To do >>
Your job with the data below: print everything from the line that holds "#[derive(Debug, Clone, Copy, PartialEq, Eq)]" down to the line that holds "going through registration", ends included, exactly, and nothing else.

[[ Supplied records, beginning ]]

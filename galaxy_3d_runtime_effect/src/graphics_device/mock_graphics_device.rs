/// Mock backend for unit tests (no GPU required)
///
/// Provides a device, shader compiler, render pass, geometry and clip
/// restore that record what they were asked to do.

use std::sync::atomic::{AtomicBool, AtomicUsize, Ordering};
use std::sync::{Arc, Mutex};
use std::thread;
use glam::Mat4;
use rustc_hash::FxHashMap;
use crate::contents::{
    ClipRestore, Config, Entity, Geometry, GeometryResult, GraphicsContext,
    RUNTIME_EFFECT_VERTEX_ENTRY_POINT, RUNTIME_EFFECT_VERTEX_STAGE_INPUTS,
};
use crate::error::{Error, Result};
use crate::graphics_device::{
    Buffer, BufferView, Command, GraphicsDevice, IndexType, Pipeline, PipelineDescriptor,
    PixelFormat, PrimitiveType, RegistrationCallback, RenderPass, RenderTargetInfo, Sampler,
    SamplerDescriptor, ShaderCompiler, ShaderFunction, ShaderStage, ShaderStageIoSlot, Texture,
    TransientBuffer, VertexBufferBinding,
};

// ============================================================================
// Mock Shader Function
// ============================================================================

#[derive(Debug)]
pub struct MockShaderFunction {
    pub entry_point: String,
    pub stage: ShaderStage,
    pub stage_inputs: Vec<ShaderStageIoSlot>,
}

impl MockShaderFunction {
    pub fn new(entry_point: &str, stage: ShaderStage) -> Self {
        Self {
            entry_point: entry_point.to_string(),
            stage,
            stage_inputs: Vec::new(),
        }
    }

    pub fn with_stage_inputs(mut self, inputs: &[ShaderStageIoSlot]) -> Self {
        self.stage_inputs = inputs.to_vec();
        self
    }
}

impl ShaderFunction for MockShaderFunction {
    fn entry_point(&self) -> &str {
        &self.entry_point
    }

    fn stage(&self) -> ShaderStage {
        self.stage
    }

    fn stage_inputs(&self) -> &[ShaderStageIoSlot] {
        &self.stage_inputs
    }
}

// ============================================================================
// Mock Shader Compiler
// ============================================================================

/// How the mock compiler answers `register_function`
#[derive(Debug, Clone, Copy, PartialEq, Eq)]
pub enum MockCompileBehavior {
    /// Register the function and report success
    Succeed,
    /// Report failure
    Fail,
    /// Report success without registering anything
    SucceedWithoutFunction,
    /// Drop the callback without calling it
    DropCallback,
}

type FunctionTable = FxHashMap<(String, ShaderStage), Arc<dyn ShaderFunction>>;

/// Compiler that completes registration on a worker thread
pub struct MockShaderCompiler {
    functions: Mutex<FunctionTable>,
    behavior: Mutex<MockCompileBehavior>,
    calls: Mutex<Vec<String>>,
}

impl Default for MockShaderCompiler {
    fn default() -> Self {
        Self::new()
    }
}

impl MockShaderCompiler {
    pub fn new() -> Self {
        Self {
            functions: Mutex::new(FxHashMap::default()),
            behavior: Mutex::new(MockCompileBehavior::Succeed),
            calls: Mutex::new(Vec::new()),
        }
    }

    /// Compiler with the built-in runtime effect vertex function preloaded
    pub fn with_runtime_effect_vertex() -> Self {
        let compiler = Self::new();
        compiler.preload(Arc::new(
            MockShaderFunction::new(RUNTIME_EFFECT_VERTEX_ENTRY_POINT, ShaderStage::Vertex)
                .with_stage_inputs(RUNTIME_EFFECT_VERTEX_STAGE_INPUTS),
        ));
        compiler
    }

    /// Make a function available without going through registration
    pub fn preload(&self, function: Arc<dyn ShaderFunction>) {
        let key = (function.entry_point().to_string(), function.stage());
        self.functions.lock().unwrap().insert(key, function);
    }

    pub fn set_behavior(&self, behavior: MockCompileBehavior) {
        *self.behavior.lock().unwrap() = behavior;
    }

    /// All register/unregister calls, e.g. `"register:ink:Fragment"`
    pub fn calls(&self) -> Vec<String> {
        self.calls.lock().unwrap().clone()
    }

    pub fn register_count(&self) -> usize {
        self.calls().iter().filter(|c| c.starts_with("register:")).count()
    }

    pub fn unregister_count(&self) -> usize {
        self.calls().iter().filter(|c| c.starts_with("unregister:")).count()
    }
}

impl ShaderCompiler for MockShaderCompiler {
    fn register_function(
        &self,
        entry_point: &str,
        stage: ShaderStage,
        _code: Arc<[u8]>,
        on_complete: RegistrationCallback,
    ) {
        self.calls.lock().unwrap().push(format!("register:{}:{:?}", entry_point, stage));

        let behavior = *self.behavior.lock().unwrap();
        let registered = match behavior {
            MockCompileBehavior::Succeed => {
                let function: Arc<dyn ShaderFunction> = Arc::new(MockShaderFunction::new(entry_point, stage));
                self.functions.lock().unwrap().insert((entry_point.to_string(), stage), function);
                true
            }
            MockCompileBehavior::Fail => false,
            MockCompileBehavior::SucceedWithoutFunction => true,
            MockCompileBehavior::DropCallback => {
                drop(on_complete);
                return;
            }
        };

        thread::spawn(move || on_complete(registered));
    }

    fn unregister_function(&self, entry_point: &str, stage: ShaderStage) {
        self.calls.lock().unwrap().push(format!("unregister:{}:{:?}", entry_point, stage));
        self.functions.lock().unwrap().remove(&(entry_point.to_string(), stage));
    }

    fn get_function(&self, entry_point: &str, stage: ShaderStage) -> Option<Arc<dyn ShaderFunction>> {
        self.functions.lock().unwrap().get(&(entry_point.to_string(), stage)).cloned()
    }
}

// ============================================================================
// Mock Resources
// ============================================================================

pub struct MockPipeline {
    pub descriptor: PipelineDescriptor,
}

impl Pipeline for MockPipeline {
    fn descriptor(&self) -> &PipelineDescriptor {
        &self.descriptor
    }
}

pub struct MockSampler {
    pub descriptor: SamplerDescriptor,
}

impl Sampler for MockSampler {
    fn descriptor(&self) -> &SamplerDescriptor {
        &self.descriptor
    }
}

#[derive(Debug)]
pub struct MockTexture {
    pub name: String,
    pub width: u32,
    pub height: u32,
}

impl MockTexture {
    pub fn new(name: &str, width: u32, height: u32) -> Self {
        Self { name: name.to_string(), width, height }
    }
}

impl Texture for MockTexture {
    fn label(&self) -> &str {
        &self.name
    }

    fn size(&self) -> (u32, u32) {
        (self.width, self.height)
    }
}

#[derive(Debug)]
pub struct MockBuffer {
    pub name: String,
    pub size: usize,
}

impl Buffer for MockBuffer {
    fn label(&self) -> &str {
        &self.name
    }

    fn size(&self) -> usize {
        self.size
    }
}

// ============================================================================
// Mock Graphics Device
// ============================================================================

pub struct MockGraphicsDevice {
    pub pipelines_created: Mutex<Vec<PipelineDescriptor>>,
    pub samplers_created: Mutex<Vec<SamplerDescriptor>>,
    pub fail_pipelines: AtomicBool,
    pub fail_samplers: AtomicBool,
    min_uniform_alignment: usize,
}

impl Default for MockGraphicsDevice {
    fn default() -> Self {
        Self::new()
    }
}

impl MockGraphicsDevice {
    pub fn new() -> Self {
        Self::with_min_uniform_alignment(16)
    }

    pub fn with_min_uniform_alignment(min_uniform_alignment: usize) -> Self {
        Self {
            pipelines_created: Mutex::new(Vec::new()),
            samplers_created: Mutex::new(Vec::new()),
            fail_pipelines: AtomicBool::new(false),
            fail_samplers: AtomicBool::new(false),
            min_uniform_alignment,
        }
    }

    pub fn pipeline_count(&self) -> usize {
        self.pipelines_created.lock().unwrap().len()
    }

    pub fn sampler_count(&self) -> usize {
        self.samplers_created.lock().unwrap().len()
    }
}

impl GraphicsDevice for MockGraphicsDevice {
    fn create_pipeline(&self, descriptor: &PipelineDescriptor) -> Result<Arc<dyn Pipeline>> {
        if self.fail_pipelines.load(Ordering::SeqCst) {
            return Err(Error::PipelineCreationFailed(descriptor.label.clone()));
        }
        self.pipelines_created.lock().unwrap().push(descriptor.clone());
        Ok(Arc::new(MockPipeline { descriptor: descriptor.clone() }))
    }

    fn create_sampler(&self, descriptor: &SamplerDescriptor) -> Result<Arc<dyn Sampler>> {
        if self.fail_samplers.load(Ordering::SeqCst) {
            return Err(Error::BackendError("mock sampler failure".to_string()));
        }
        self.samplers_created.lock().unwrap().push(*descriptor);
        Ok(Arc::new(MockSampler { descriptor: *descriptor }))
    }

    fn min_uniform_alignment(&self) -> usize {
        self.min_uniform_alignment
    }
}

// ============================================================================
// Mock Render Pass
// ============================================================================

pub struct MockRenderPass {
    pub target: RenderTargetInfo,
    pub transients: TransientBuffer,
    pub commands: Vec<Command>,
    pub reject_commands: bool,
}

impl MockRenderPass {
    pub fn new(min_uniform_alignment: usize) -> Self {
        Self {
            target: RenderTargetInfo::new(PixelFormat::B8G8R8A8Unorm, PixelFormat::S8Uint),
            transients: TransientBuffer::new("mock transients", min_uniform_alignment),
            commands: Vec::new(),
            reject_commands: false,
        }
    }

    pub fn labels(&self) -> Vec<&str> {
        self.commands.iter().map(|c| c.label.as_str()).collect()
    }
}

impl RenderPass for MockRenderPass {
    fn render_target(&self) -> &RenderTargetInfo {
        &self.target
    }

    fn transients_buffer(&mut self) -> &mut TransientBuffer {
        &mut self.transients
    }

    fn add_command(&mut self, command: Command) -> bool {
        if self.reject_commands {
            return false;
        }
        self.commands.push(command);
        true
    }
}

// ============================================================================
// Mock Geometry
// ============================================================================

/// Unit quad as a triangle strip
pub struct MockGeometry {
    pub prevent_overdraw: bool,
    pub fail: bool,
    pub calls: AtomicUsize,
}

impl MockGeometry {
    pub fn new(prevent_overdraw: bool) -> Self {
        Self { prevent_overdraw, fail: false, calls: AtomicUsize::new(0) }
    }

    pub fn failing() -> Self {
        Self { prevent_overdraw: false, fail: true, calls: AtomicUsize::new(0) }
    }

    pub fn call_count(&self) -> usize {
        self.calls.load(Ordering::SeqCst)
    }
}

impl Geometry for MockGeometry {
    fn position_buffer(
        &self,
        _context: &GraphicsContext,
        entity: &Entity,
        pass: &mut dyn RenderPass,
    ) -> Result<GeometryResult> {
        self.calls.fetch_add(1, Ordering::SeqCst);
        if self.fail {
            return Err(Error::InvalidResource("mock geometry failure".to_string()));
        }

        let quad: [[f32; 2]; 4] = [[0.0, 0.0], [1.0, 0.0], [0.0, 1.0], [1.0, 1.0]];
        let view: BufferView = pass.transients_buffer().emplace(bytemuck::cast_slice(&quad[..]), 4)?;

        Ok(GeometryResult {
            primitive_type: PrimitiveType::TriangleStrip,
            vertex_buffer: VertexBufferBinding {
                vertex_buffer: Arc::new(MockBuffer { name: "quad".to_string(), size: view.length }),
                vertex_view: view,
                index_buffer: None,
                index_type: IndexType::None,
                vertex_count: 4,
            },
            transform: entity.transform(),
            prevent_overdraw: self.prevent_overdraw,
        })
    }
}

// ============================================================================
// Mock Clip Restore
// ============================================================================

/// Records one "ClipRestore" command per call
pub struct MockClipRestore {
    pub result: bool,
    pub depths: Mutex<Vec<u32>>,
}

impl Default for MockClipRestore {
    fn default() -> Self {
        Self::new(true)
    }
}

impl MockClipRestore {
    pub fn new(result: bool) -> Self {
        Self { result, depths: Mutex::new(Vec::new()) }
    }

    pub fn call_count(&self) -> usize {
        self.depths.lock().unwrap().len()
    }
}

impl ClipRestore for MockClipRestore {
    fn render(&self, _context: &GraphicsContext, entity: &Entity, pass: &mut dyn RenderPass) -> bool {
        self.depths.lock().unwrap().push(entity.stencil_depth());
        let mut command = Command::new("ClipRestore");
        command.stencil_reference = entity.stencil_depth();
        pass.add_command(command);
        self.result
    }
}

// ============================================================================
// Fixture
// ============================================================================

/// Context wired to fresh mocks, with handles kept for inspection
pub struct MockFixture {
    pub device: Arc<MockGraphicsDevice>,
    pub compiler: Arc<MockShaderCompiler>,
    pub clip_restore: Arc<MockClipRestore>,
    pub context: GraphicsContext,
}

impl MockFixture {
    pub fn new() -> Self {
        Self::with_device(MockGraphicsDevice::new())
    }

    pub fn with_device(device: MockGraphicsDevice) -> Self {
        let device = Arc::new(device);
        let compiler = Arc::new(MockShaderCompiler::with_runtime_effect_vertex());
        let clip_restore = Arc::new(MockClipRestore::default());
        let context = GraphicsContext::new(
            device.clone(),
            compiler.clone(),
            clip_restore.clone(),
            Config::default(),
        );
        Self { device, compiler, clip_restore, context }
    }

    /// Render pass matching the device alignment
    pub fn render_pass(&self) -> MockRenderPass {
        MockRenderPass::new(self.device.min_uniform_alignment())
    }
}

/// Identity-transform entity at the given clip depth
pub fn entity_at_depth(depth: u32) -> Entity {
    let mut entity = Entity::new();
    entity.set_transform(Mat4::IDENTITY);
    entity.set_stencil_depth(depth);
    entity
}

[[ Supplied records, end ]]

Solution for this problem >>
#[derive(Debug, Clone, Copy, PartialEq, Eq)]
pub enum MockCompileBehavior {
    /// Register the function and report success
    Succeed,
    /// Report failure
    Fail,
    /// Report success without registering anything
    SucceedWithoutFunction,
    /// Drop the callback without calling it
    DropCallback,
}

type FunctionTable = FxHashMap<(String, ShaderStage), Arc<dyn ShaderFunction>>;

/// Compiler that completes registration on a worker thread
pub struct MockShaderCompiler {
    functions: Mutex<FunctionTable>,
    behavior: Mutex<MockCompileBehavior>,
    calls: Mutex<Vec<String>>,
}

impl Default for MockShaderCompiler {
    fn default() -> Self {
        Self::new()
    }
}

impl MockShaderCompiler {
    pub fn new() -> Self {
        Self {
            functions: Mutex::new(FxHashMap::default()),
            behavior: Mutex::new(MockCompileBehavior::Succeed),
            calls: Mutex::new(Vec::new()),
        }
    }

    /// Compiler with the built-in runtime effect vertex function preloaded
    pub fn with_runtime_effect_vertex() -> Self {
        let compiler = Self::new();
        compiler.preload(Arc::new(
            MockShaderFunction::new(RUNTIME_EFFECT_VERTEX_ENTRY_POINT, ShaderStage::Vertex)
                .with_stage_inputs(RUNTIME_EFFECT_VERTEX_STAGE_INPUTS),
        ));
        compiler
    }

    /// Make a function available without going through registration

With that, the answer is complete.